- Promotional film poster
- French: Si j'étais toi
- Directed by: Vincent Perez
- Written by: Ann Cherkis
- Produced by: Luc Besson Virginie Silla
- Starring: David Duchovny Olivia Thirlby Lili Taylor
- Cinematography: Paul Sarossy
- Music by: Nathaniel Méchaly
- Production company: EuropaCorp
- Distributed by: EuropaCorp Distribution
- Release date: 10 October 2007;
- Country: France
- Language: English
- Box office: $943,117

= The Secret (2007 film) =

The Secret (Si j'étais toi; lit. 'If I were you') is a 2007 English-language French thriller film directed by Vincent Perez and starring David Duchovny, Olivia Thirlby, and Lili Taylor. It is a remake of Yōjirō Takita's Himitsu, a 1999 Japanese film produced by Yasuhiro Mase, written by Hiroshi Saitô.

==Plot==
The beginning of the film reveals the strained relationship between Hannah (Lili Taylor) and her teenaged daughter Samantha (Olivia Thirlby). Hannah has been the primary disciplinarian as opposed to Samantha's permissive father Ben (David Duchovny). During a heated argument in the car with Samantha, Hannah's focus is momentarily diverted from the road, causing a head-on collision with an oncoming truck. Mother and daughter are taken to the hospital's ICU, both of them code, and Hannah dies. Unknown to Ben, Hannah's spirit migrates to Samantha's body, but he eventually believes it when 'Samantha' tells him things that only his wife would know.

Both resolve that Hannah continue to live as Samantha, for if and when she returns. Living in Samantha's body, Hannah endeavors to maintain an emotional relationship with her husband while struggling with the often confusing impulses of a teenager. Ben and Hannah come perilously close to being intimate as man and wife. Hannah begins to learn a lot about the previously unknown (to her) life her daughter was living, which helps her understand how harrowing a teen's life can be. She faces demanding schoolwork that she finds largely unfamiliar; a couple of decades have passed since her own graduation. And she discovers that Samantha's life has been a challenge to meet her parents' expectations for academic excellence and behavior, all while being overwhelmed by adolescent hormones and a confused sense of self. This includes the discovery that Samantha was having sex with multiple partners.
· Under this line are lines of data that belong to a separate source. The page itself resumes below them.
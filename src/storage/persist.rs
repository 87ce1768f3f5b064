use std::{
    fs::File,
    io::{self, Write},
    sync::{
        atomic::{AtomicUsize, Ordering},
        mpsc, Arc,
    },
    thread,
};

use anyhow::{anyhow, bail, Context};
use tracing::{debug, error};

use crate::{codec::encode_series, MetricKey, Point};

/// Series heads drained at one checkpoint.
#[derive(Debug, Default)]
pub(super) struct Checkpoint {
    pub series: Vec<(MetricKey, Vec<Point>)>,
    pub points: usize,
}
impl Checkpoint {
    pub fn is_empty(&self) -> bool {
        self.series.is_empty()
    }
}

/// Append-only file the persister writes checkpoints to.
pub(super) trait DataFile: Write + Send + 'static {
    fn len(&self) -> io::Result<u64>;
    fn truncate(&mut self, len: u64) -> io::Result<()>;
    fn sync(&mut self) -> io::Result<()>;
}
impl DataFile for File {
    fn len(&self) -> io::Result<u64> {
        Ok(self.metadata()?.len())
    }
    fn truncate(&mut self, len: u64) -> io::Result<()> {
        self.set_len(len)
    }
    fn sync(&mut self) -> io::Result<()> {
        self.sync_data()
    }
}

/// Background thread appending checkpoints to the data file.
#[derive(Debug)]
pub(super) struct Persister {
    tx: mpsc::Sender<Checkpoint>,
    handle: thread::JoinHandle<()>,
    pending: Arc<AtomicUsize>,
    failures: Arc<AtomicUsize>,
}
impl Persister {
    pub fn spawn(file: impl DataFile) -> io::Result<Self> {
        let committed = file.len()?;
        let (tx, rx) = mpsc::channel();
        let pending = Arc::new(AtomicUsize::new(0));
        let failures = Arc::new(AtomicUsize::new(0));
        let handle = {
            let pending = pending.clone();
            let failures = failures.clone();
            thread::Builder::new()
                .name("persister".into())
                .spawn(move || persist_loop(rx, file, committed, &pending, &failures))?
        };
        Ok(Self {
            tx,
            handle,
            pending,
            failures,
        })
    }

    /// Points submitted but not yet written.
    pub fn pending_points(&self) -> usize {
        self.pending.load(Ordering::Acquire)
    }

    pub fn submit(&self, checkpoint: Checkpoint) -> io::Result<()> {
        let points = checkpoint.points;
        self.pending.fetch_add(points, Ordering::AcqRel);
        if self.tx.send(checkpoint).is_err() {
            self.pending.fetch_sub(points, Ordering::AcqRel);
            return Err(io::Error::new(
                io::ErrorKind::BrokenPipe,
                "persister is not running",
            ));
        }
        Ok(())
    }

    /// Waits for every submitted checkpoint to be written.
    pub async fn shutdown(self) -> anyhow::Result<()> {
        let Self {
            tx,
            handle,
            failures,
            ..
        } = self;
        drop(tx);
        tokio::task::spawn_blocking(move || handle.join())
            .await
            .context("waiting for persister")?
            .map_err(|_| anyhow!("persister thread panicked"))?;
        let failures = failures.load(Ordering::Acquire);
        if failures > 0 {
            bail!("{failures} checkpoints failed to persist");
        }
        Ok(())
    }
}

/// Writes each checkpoint whole or not at all.
///
/// A failed write is cut back to the last committed length. If that fails
/// too, the file is left alone and every later checkpoint fails.
fn persist_loop(
    rx: mpsc::Receiver<Checkpoint>,
    mut file: impl DataFile,
    committed: u64,
    pending: &AtomicUsize,
    failures: &AtomicUsize,
) {
    let mut committed = Some(committed);
    let mut buf = vec![];
    for checkpoint in rx {
        let written = match committed {
            Some(len) => {
                let written = write_checkpoint(&mut file, &mut buf, &checkpoint);
                match &written {
                    Ok(()) => committed = Some(len + buf.len() as u64),
                    Err(_) => {
                        if let Err(e) = file.truncate(len) {
                            error!(error = %e, "could not roll back data file, persisting stops");
                            committed = None;
                        }
                    }
                }
                written
            }
            None => Err(io::Error::new(
                io::ErrorKind::Other,
                "data file holds a partial checkpoint",
            )),
        };
        match written {
            Ok(()) => debug!(
                series = checkpoint.series.len(),
                points = checkpoint.points,
                "checkpoint persisted"
            ),
            Err(e) => {
                failures.fetch_add(1, Ordering::AcqRel);
                error!(
                    error = %e,
                    series = checkpoint.series.len(),
                    points = checkpoint.points,
                    "failed to persist checkpoint"
                );
            }
        }
        pending.fetch_sub(checkpoint.points, Ordering::AcqRel);
    }
}

fn write_checkpoint(
    file: &mut impl DataFile,
    buf: &mut Vec<u8>,
    checkpoint: &Checkpoint,
) -> io::Result<()> {
    buf.clear();
    for (key, points) in &checkpoint.series {
        encode_series(buf, key, points)?;
    }
    file.write_all(buf)?;
    file.sync()
}

#[cfg(test)]
mod tests {
    use std::sync::Mutex;

    use super::*;
    use crate::codec::decode_record;

    /// In-memory data file whose writes can be made to fail halfway.
    #[derive(Clone, Default)]
    struct MemFile {
        bytes: Arc<Mutex<Vec<u8>>>,
        /// Each flag fails one upcoming write after keeping half its bytes.
        fail_writes: Arc<Mutex<Vec<bool>>>,
        fail_truncate: bool,
    }
    impl Write for MemFile {
        fn write(&mut self, buf: &[u8]) -> io::Result<usize> {
            let mut fail_writes = self.fail_writes.lock().unwrap();
            let fail = !fail_writes.is_empty() && fail_writes.remove(0);
            let mut bytes = self.bytes.lock().unwrap();
            if fail {
                bytes.extend_from_slice(&buf[..buf.len() / 2]);
                return Err(io::Error::new(io::ErrorKind::Other, "no space left"));
            }
            bytes.extend_from_slice(buf);
            Ok(buf.len())
        }
        fn flush(&mut self) -> io::Result<()> {
            Ok(())
        }
    }
    impl DataFile for MemFile {
        fn len(&self) -> io::Result<u64> {
            Ok(self.bytes.lock().unwrap().len() as u64)
        }
        fn truncate(&mut self, len: u64) -> io::Result<()> {
            if self.fail_truncate {
                return Err(io::Error::new(io::ErrorKind::Other, "read-only"));
            }
            self.bytes.lock().unwrap().truncate(len as usize);
            Ok(())
        }
        fn sync(&mut self) -> io::Result<()> {
            Ok(())
        }
    }

    fn checkpoint(key: &str, time: i64) -> Checkpoint {
        Checkpoint {
            series: vec![(key.to_string(), vec![Point { time, value: 1.0 }])],
            points: 1,
        }
    }

    async fn keys(bytes: &[u8]) -> Vec<MetricKey> {
        let mut rdr = bytes;
        let mut key = MetricKey::new();
        let mut points = vec![];
        let mut keys = vec![];
        while decode_record(&mut rdr, &mut key, &mut points).await.unwrap() {
            keys.push(key.clone());
        }
        keys
    }

    #[tokio::test]
    async fn test_failed_write_is_rolled_back() {
        let file = MemFile {
            fail_writes: Arc::new(Mutex::new(vec![false, true])),
            ..Default::default()
        };
        let persister = Persister::spawn(file.clone()).unwrap();
        for (key, time) in [("a", 1), ("b", 2), ("c", 3)] {
            persister.submit(checkpoint(key, time)).unwrap();
        }
        let err = persister.shutdown().await.unwrap_err();
        assert!(err.to_string().contains("1 checkpoints"));

        let bytes = file.bytes.lock().unwrap().clone();
        assert_eq!(keys(&bytes).await, vec!["a", "c"]);
    }

    #[tokio::test]
    async fn test_unrecoverable_write_stops_persisting() {
        let file = MemFile {
            fail_writes: Arc::new(Mutex::new(vec![false, true])),
            fail_truncate: true,
            ..Default::default()
        };
        let persister = Persister::spawn(file.clone()).unwrap();
        for (key, time) in [("a", 1), ("b", 2), ("c", 3)] {
            persister.submit(checkpoint(key, time)).unwrap();
        }
        let err = persister.shutdown().await.unwrap_err();
        assert!(err.to_string().contains("2 checkpoints"));

        let mut expected = vec![];
        encode_series(&mut expected, &"a".to_string(), &[Point { time: 1, value: 1.0 }]).unwrap();
        let mut torn = vec![];
        encode_series(&mut torn, &"b".to_string(), &[Point { time: 2, value: 1.0 }]).unwrap();
        expected.extend_from_slice(&torn[..torn.len() / 2]);
        assert_eq!(*file.bytes.lock().unwrap(), expected);
    }
}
Hannah struggles to keep her grip; and Ben's possessiveness toward his wife's soul in his daughter's body threatens to completely overwhelm both of their lives, with nearly disastrous results. Hannah also starts to rediscover her own lost dreams when teachers praise her talent as a photographer.

Hannah's conflict with Ben comes to a head when she escapes through a bedroom window and goes to Samantha's friends, who persuade her to try Ketamine, causing Hannah to hallucinate and see herself dead, as Hannah. When Ben tracks her down and takes her home, Samantha briefly reappears then disappears again, over the traumatic realization that her mother is dead. Ben and Hannah both realize that Samantha is coming back. Hannah makes final preparations for Samantha's return, and makes a video explaining to Samantha what happened. After Samantha returns to her body, she belatedly sees how much she really did love her mother. The final scene shows a radically changed Samantha, who now has adopted her mother's handwriting.

==Release==
The film was not given a theatrical release in the United States, instead going straight-to-video on August 26, 2008 on DVD and Blu-ray.